[Stored data entries]

==*==

use std::collections::HashMap;
use std::io::{BufRead, Write};

use crate::collect::prompt::{Prompter, field_message};
use crate::error::InitError;
use crate::schema::schema_model::FlatField;
use crate::suggest::suggestion::SuggestionEngine;

/// Flat mapping from dotted identifier to collected value.
pub type ValueMap = HashMap<String, String>;

/// Whether a field still needs an answer from the operator.
pub fn needs_prompt(field: &FlatField<'_>, values: &ValueMap) -> bool {
    field.field.required
        && !field.field.field_type.is_container()
        && values.get(&field.identifier).is_none_or(|v| v.is_empty())
}

/// Prompt for every required field that has no value yet, in flattened order.
///
/// Stops at the first read failure and returns it; values answered before the
/// failure stay in `values`. Returns the number of fields prompted.
pub fn collect_required<R: BufRead, W: Write>(
    fields: &[FlatField<'_>],
    values: &mut ValueMap,
    engine: &SuggestionEngine,
    prompter: &mut Prompter<R, W>,
) -> Result<usize, InitError> {
    let mut prompted = 0;

    for field in fields {
        if !needs_prompt(field, values) {
            continue;
        }

        let suggestion = engine.suggest_for(field);
        let value = prompter.prompt(&field.identifier, &field_message(field), suggestion.as_ref())?;

        tracing::debug!(
            identifier = %field.identifier,
            suggested = suggestion.is_some(),
            "collected value"
        );

        values.insert(field.identifier.clone(), value);
        prompted += 1;
    }

    Ok(prompted)
}
use serde_yaml::{Mapping, Value};

use crate::collect::collector::ValueMap;
use crate::schema::schema_model::{FieldType, Schema, join_identifier};

/// Build a nested document shaped like `schema`.
///
/// Collected values win over everything else, including an object's own
/// children. Untouched fields get an empty placeholder for their type. Keys
/// follow the schema's declaration order.
pub fn build_document(values: &ValueMap, schema: &Schema) -> Mapping {
    build_level(values, schema, None)
}

fn build_level(values: &ValueMap, schema: &Schema, prefix: Option<&str>) -> Mapping {
    let mut document = Mapping::with_capacity(schema.len());

    for field in schema.fields() {
        let identifier = join_identifier(prefix, &field.field_name);
        let key = Value::String(field.field_name.clone());

        if let Some(value) = values.get(&identifier) {
            document.insert(key, Value::String(value.clone()));
            continue;
        }

        let value = match &field.field_type {
            FieldType::Object { fields } => {
                Value::Mapping(build_level(values, fields, Some(&identifier)))
            }
            FieldType::Array => Value::Sequence(Vec::new()),
            FieldType::String | FieldType::Date | FieldType::Duration => {
                Value::String(String::new())
            }
            FieldType::Other => Value::Null,
        };
        document.insert(key, value);
    }

    document
}

/// Make sure `key` is present at the root, putting it first when it is added.
pub fn ensure_root_entry(document: Mapping, key: &str, value: &str) -> Mapping {
    let key = Value::String(key.to_string());
    if document.contains_key(&key) {
        return document;
    }

    let mut with_entry = Mapping::with_capacity(document.len() + 1);
    with_entry.insert(key, Value::String(value.to_string()));
    with_entry.extend(document);
    with_entry
}
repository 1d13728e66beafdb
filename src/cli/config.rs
use std::collections::BTreeMap;

use clap::{Parser, Subcommand};
use serde::{Deserialize, Serialize};

use crate::document::writer::DEFAULT_OUTPUT;
use crate::suggest::suggestion::{SuggestionRule, default_rules};

pub const DEFAULT_CONFIG: &str = "datacontract-init.yaml";
pub const DEFAULT_VERSION_KEY: &str = "dataContractSpecification";

// ============================================================================
// CLI Argument Parsing (clap derive)
// ============================================================================

#[derive(Parser, Debug)]
#[command(
    name = "datacontract-init",
    version,
    about = "Create a starter data contract from a versioned schema"
)]
pub struct Cli {
    #[command(subcommand)]
    pub command: Commands,

    /// Verbosity level (-v, -vv)
    #[arg(short, long, action = clap::ArgAction::Count, global = true)]
    pub verbose: u8,

    /// Path to config file (default: datacontract-init.yaml in current dir)
    #[arg(long, global = true)]
    pub config: Option<String>,
}

#[derive(Subcommand, Debug)]
pub enum Commands {
    /// Prompt for required fields and write a new contract file
    Init {
        /// Schema version, resolved to schema-<version>.json
        #[arg(long)]
        spec_version: String,

        /// Output file (default: datacontract.yml)
        #[arg(short, long)]
        file: Option<String>,

        /// Directory holding schema files
        #[arg(long)]
        schema_dir: Option<String>,
    },

    /// List schema fields in prompt order
    Fields {
        /// Schema version, resolved to schema-<version>.json
        #[arg(long)]
        spec_version: String,

        /// Directory holding schema files
        #[arg(long)]
        schema_dir: Option<String>,
    },
}

// ============================================================================
// Config File Model (optional YAML)
// ============================================================================

/// Optional YAML config file: `datacontract-init.yaml`
#[derive(Debug, Clone, Default, Serialize, Deserialize)]
pub struct AppConfig {
    #[serde(default)]
    pub init: InitConfig,

    /// Identifier-specific suggestions, merged over the built-in ones
    #[serde(default)]
    pub suggestions: BTreeMap<String, SuggestionRule>,
}

#[derive(Debug, Clone, Serialize, Deserialize)]
pub struct InitConfig {
    #[serde(default = "default_schema_dir")]
    pub schema_dir: String,

    #[serde(default = "default_output")]
    pub output: String,

    #[serde(default = "default_version_key")]
    pub version_key: String,
}

impl Default for InitConfig {
    fn default() -> Self {
        Self {
            schema_dir: default_schema_dir(),
            output: default_output(),
            version_key: default_version_key(),
        }
    }
}

// Serde default helpers
fn default_schema_dir() -> String { ".".to_string() }
fn default_output() -> String { DEFAULT_OUTPUT.to_string() }
fn default_version_key() -> String { DEFAULT_VERSION_KEY.to_string() }

impl AppConfig {
    /// Built-in suggestion rules with the configured ones layered on top.
    pub fn suggestion_rules(&self) -> BTreeMap<String, SuggestionRule> {
        let mut rules = default_rules();
        rules.extend(self.suggestions.clone());
        rules
    }
}

// ============================================================================
// Config File Loading
// ============================================================================

/// Load config from a YAML file. Returns defaults if file is missing or malformed.
pub fn load_config(path: Option<&str>) -> AppConfig {
    let config_path = path.unwrap_or(DEFAULT_CONFIG);
    match std::fs::read_to_string(config_path) {
        Ok(content) => serde_yaml::from_str(&content).unwrap_or_else(|e| {
            tracing::warn!(path = config_path, error = %e, "ignoring malformed config file");
            AppConfig::default()
        }),
        Err(e) => {
            tracing::debug!(path = config_path, error = %e, "no config file, using defaults");
            AppConfig::default()
        }
    }
}
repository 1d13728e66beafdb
use clap::Parser;
use datacontract_init::cli::commands::{cmd_fields, cmd_init};
use datacontract_init::cli::config::{Cli, Commands, load_config};
use tracing_subscriber::EnvFilter;

fn main() -> Result<(), Box<dyn std::error::Error>> {
    let cli = Cli::parse();

    // Logs go to stderr; stdout carries prompts and the document
    let filter = match cli.verbose {
        0 => "warn",
        1 => "info",
        _ => "debug",
    };
    tracing_subscriber::fmt()
        .with_env_filter(EnvFilter::try_from_default_env().unwrap_or_else(|_| EnvFilter::new(filter)))
        .with_target(false)
        .with_writer(std::io::stderr)
        .init();

    let config = load_config(cli.config.as_deref());

    match cli.command {
        Commands::Init {
            spec_version,
            file,
            schema_dir,
        } => {
            cmd_init(&spec_version, file.as_deref(), schema_dir.as_deref(), &config)?;
        }
        Commands::Fields {
            spec_version,
            schema_dir,
        } => {
            cmd_fields(&spec_version, schema_dir.as_deref(), &config)?;
        }
    }

    Ok(())
}
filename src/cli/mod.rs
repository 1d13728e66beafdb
pub mod commands;
pub mod config;
#![allow(dead_code)]

pub mod utils;
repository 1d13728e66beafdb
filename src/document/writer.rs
use std::io::Write;
use std::path::Path;

use serde_yaml::Mapping;

use crate::error::InitError;

pub const DEFAULT_OUTPUT: &str = "datacontract.yml";
const SEPARATOR: &str = "---";

pub fn render_document(document: &Mapping) -> Result<String, InitError> {
    Ok(serde_yaml::to_string(document)?)
}

/// Write the document to `path` (created or truncated), then print a separator
/// and the same YAML to `echo`. Returns the rendered YAML.
pub fn write_document<W: Write>(
    document: &Mapping,
    path: &Path,
    echo: &mut W,
) -> Result<String, InitError> {
    let yaml = render_document(document)?;

    std::fs::write(path, &yaml).map_err(|source| InitError::OutputCreate {
        path: path.to_path_buf(),
        source,
    })?;
    tracing::info!(path = %path.display(), bytes = yaml.len(), "wrote document");

    writeln!(echo, "{}", SEPARATOR).map_err(InitError::Echo)?;
    writeln!(echo, "{}", yaml).map_err(InitError::Echo)?;

    Ok(yaml)
}
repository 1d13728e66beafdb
pub mod builder;
pub mod writer;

==*==

What is expected. Retype the records above exactly, from their first line through the line that contains "field.field.required", and stop there.

Output of the exercise.
use std::collections::HashMap;
use std::io::{BufRead, Write};

use crate::collect::prompt::{Prompter, field_message};
use crate::error::InitError;
use crate::schema::schema_model::FlatField;
use crate::suggest::suggestion::SuggestionEngine;

/// Flat mapping from dotted identifier to collected value.
pub type ValueMap = HashMap<String, String>;

/// Whether a field still needs an answer from the operator.
pub fn needs_prompt(field: &FlatField<'_>, values: &ValueMap) -> bool {
    field.field.required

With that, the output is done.